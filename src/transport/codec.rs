//! Datagram codec
//!
//! Encoding and decoding of the endpoint's wire format.
//!
//! ## Datagram Format
//! ```text
//! ┌──────────┬──────────┬──────────┬─────────────────────────────┐
//! │Magic (2) │ CRC (4)  │ Kind (1) │       Body                  │
//! └──────────┴──────────┴──────────┴─────────────────────────────┘
//! ```
//!
//! The CRC32 covers every byte after the CRC field.
//!
//! ### Body by Kind
//! - 0x01 CONNECT:     channels (1) + bandwidth_in (4) + data (4)
//! - 0x02 CONNECT_ACK: channels (1) + bandwidth_in (4)
//! - 0x03 DISCONNECT:  data (4)
//! - 0x04 DATA:        channel (1) + flags (1) + sequence (4) + payload
//! - 0x05 ACK:         channel (1) + sequence (4)
//! - 0x06 PING:        empty

use bytes::{Buf, BufMut, Bytes, BytesMut};

use super::PacketFlags;
use crate::error::{HostError, Result};

/// Identifies our datagrams among stray traffic
pub const MAGIC: u16 = 0x4E48;

/// Magic (2) + CRC (4) + Kind (1)
pub const HEADER_SIZE: usize = 7;

/// Header plus the largest fixed body (DATA)
pub const MAX_OVERHEAD: usize = HEADER_SIZE + 6;

const KIND_CONNECT: u8 = 0x01;
const KIND_CONNECT_ACK: u8 = 0x02;
const KIND_DISCONNECT: u8 = 0x03;
const KIND_DATA: u8 = 0x04;
const KIND_ACK: u8 = 0x05;
const KIND_PING: u8 = 0x06;

/// One datagram exchanged between endpoints
#[derive(Debug, Clone, PartialEq, Eq)]
pub enum Datagram {
    Connect {
        channels: u8,
        bandwidth_in: u32,
        data: u32,
    },
    ConnectAck {
        channels: u8,
        bandwidth_in: u32,
    },
    Disconnect {
        data: u32,
    },
    Data {
        channel: u8,
        flags: PacketFlags,
        sequence: u32,
        payload: Bytes,
    },
    Ack {
        channel: u8,
        sequence: u32,
    },
    Ping,
}

/// Encode a datagram to bytes
pub fn encode(datagram: &Datagram) -> Vec<u8> {
    let mut body = BytesMut::with_capacity(MAX_OVERHEAD);

    match datagram {
        Datagram::Connect {
            channels,
            bandwidth_in,
            data,
        } => {
            body.put_u8(KIND_CONNECT);
            body.put_u8(*channels);
            body.put_u32(*bandwidth_in);
            body.put_u32(*data);
        }
        Datagram::ConnectAck {
            channels,
            bandwidth_in,
        } => {
            body.put_u8(KIND_CONNECT_ACK);
            body.put_u8(*channels);
            body.put_u32(*bandwidth_in);
        }
        Datagram::Disconnect { data } => {
            body.put_u8(KIND_DISCONNECT);
            body.put_u32(*data);
        }
        Datagram::Data {
            channel,
            flags,
            sequence,
            payload,
        } => {
            body.reserve(payload.len());
            body.put_u8(KIND_DATA);
            body.put_u8(*channel);
            body.put_u8(flags.bits());
            body.put_u32(*sequence);
            body.put_slice(payload);
        }
        Datagram::Ack { channel, sequence } => {
            body.put_u8(KIND_ACK);
            body.put_u8(*channel);
            body.put_u32(*sequence);
        }
        Datagram::Ping => body.put_u8(KIND_PING),
    }

    let mut message = Vec::with_capacity(6 + body.len());
    message.put_u16(MAGIC);
    message.put_u32(crc32fast::hash(&body));
    message.put_slice(&body);
    message
}

/// Decode a datagram, copying any payload out of `bytes`
pub fn decode(bytes: &[u8]) -> Result<Datagram> {
    if bytes.len() < HEADER_SIZE {
        return Err(HostError::Protocol(format!(
            "Incomplete header: expected {} bytes, got {}",
            HEADER_SIZE,
            bytes.len()
        )));
    }

    let mut buf = bytes;
    let magic = buf.get_u16();
    if magic != MAGIC {
        return Err(HostError::Protocol(format!("Bad magic: 0x{:04x}", magic)));
    }

    let expected_crc = buf.get_u32();
    let actual_crc = crc32fast::hash(buf);
    if expected_crc != actual_crc {
        return Err(HostError::Protocol(format!(
            "CRC mismatch: expected 0x{:08x}, got 0x{:08x}",
            expected_crc, actual_crc
        )));
    }

    let kind = buf.get_u8();
    match kind {
        KIND_CONNECT => {
            need(buf, 9, "CONNECT")?;
            Ok(Datagram::Connect {
                channels: buf.get_u8(),
                bandwidth_in: buf.get_u32(),
                data: buf.get_u32(),
            })
        }
        KIND_CONNECT_ACK => {
            need(buf, 5, "CONNECT_ACK")?;
            Ok(Datagram::ConnectAck {
                channels: buf.get_u8(),
                bandwidth_in: buf.get_u32(),
            })
        }
        KIND_DISCONNECT => {
            need(buf, 4, "DISCONNECT")?;
            Ok(Datagram::Disconnect {
                data: buf.get_u32(),
            })
        }
        KIND_DATA => {
            need(buf, 6, "DATA")?;
            let channel = buf.get_u8();
            let raw_flags = buf.get_u8();
            let flags = PacketFlags::from_bits(raw_flags).ok_or_else(|| {
                HostError::Protocol(format!("DATA: unknown flags 0x{:02x}", raw_flags))
            })?;
            let sequence = buf.get_u32();
            Ok(Datagram::Data {
                channel,
                flags,
                sequence,
                payload: Bytes::copy_from_slice(buf),
            })
        }
        KIND_ACK => {
            need(buf, 5, "ACK")?;
            Ok(Datagram::Ack {
                channel: buf.get_u8(),
                sequence: buf.get_u32(),
            })
        }
        KIND_PING => Ok(Datagram::Ping),
        _ => Err(HostError::Protocol(format!(
            "Unknown datagram kind: 0x{:02x}",
            kind
        ))),
    }
}

fn need(buf: &[u8], len: usize, what: &str) -> Result<()> {
    if buf.remaining() < len {
        return Err(HostError::Protocol(format!(
            "{}: expected {} body bytes, got {}",
            what,
            len,
            buf.remaining()
        )));
    }
    Ok(())
}
//! # nethost
//!
//! A network host that runs its transport on a background thread:
//! - Thread-safe outbound message and inbound event queues
//! - Peer handles that go stale instead of dangling
//! - Reliable, sequenced and unsequenced delivery over UDP
//! - An in-process memory transport for tests and simulations
//!
//! ## Architecture Overview
//!
//! ```text
//! ┌─────────────────────────────────────────────────────────────┐
//! │                  Consumer threads (Host API)                 │
//! │        broadcast / send_to         pop_event / get_peer      │
//! └───────────┬─────────────────────────────▲───────────────────┘
//!             │                             │
//!             ▼                             │
//!   ┌──────────────────┐          ┌──────────────────┐
//!   │ Queue<Message>   │          │  Queue<Event>    │
//!   └────────┬─────────┘          └────────▲─────────┘
//!            │                             │
//! ┌──────────▼─────────────────────────────┴────────────────────┐
//! │                      Worker thread                           │
//! │          send phase ─▶ poll phase (service + drain)          │
//! └─────────────────────┬───────────────────────────────────────┘
//!                       │  acquire(): access mutex ─▶ context mutex
//!                       ▼
//!               ┌────────────────┐
//!               │   Transport    │
//!               │   context      │
//!               └───────┬────────┘
//!                       │
//!              ┌────────┴────────┐
//!              ▼                 ▼
//!        ┌──────────┐     ┌──────────────┐
//!        │   UDP    │     │   Memory     │
//!        └──────────┘     └──────────────┘
//! ```

// =============================================================================
// Module Declarations
// =============================================================================

pub mod error;
pub mod config;
pub mod runtime;

pub mod address;
pub mod queue;
pub mod message;
pub mod event;
pub mod transport;
pub mod host;

// =============================================================================
// Public API Re-exports
// =============================================================================

pub use address::Address;
pub use config::{HostConfig, HostConfigBuilder};
pub use error::{HostError, Result};
pub use event::{Event, EventKind};
pub use host::{Host, PeerHandle};
pub use message::{DeliveryMode, Message, Target};
pub use queue::Queue;
pub use transport::{
    MemoryNetwork, MemoryTransport, Packet, PacketFlags, PeerInfo, PeerSlot, PeerState,
    Transport, TransportContext, TransportEvent, TransportLimits, UdpTransport,
};

// =============================================================================
// Version Info
// =============================================================================

/// Current version of nethost
pub const VERSION: &str = env!("CARGO_PKG_VERSION");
____________
» Exercise requirements
Which lines of the records hold the string "that"? Copy each one.

» Exercise response
//! A network host that runs its transport on a background thread:
//! - Peer handles that go stale instead of dangling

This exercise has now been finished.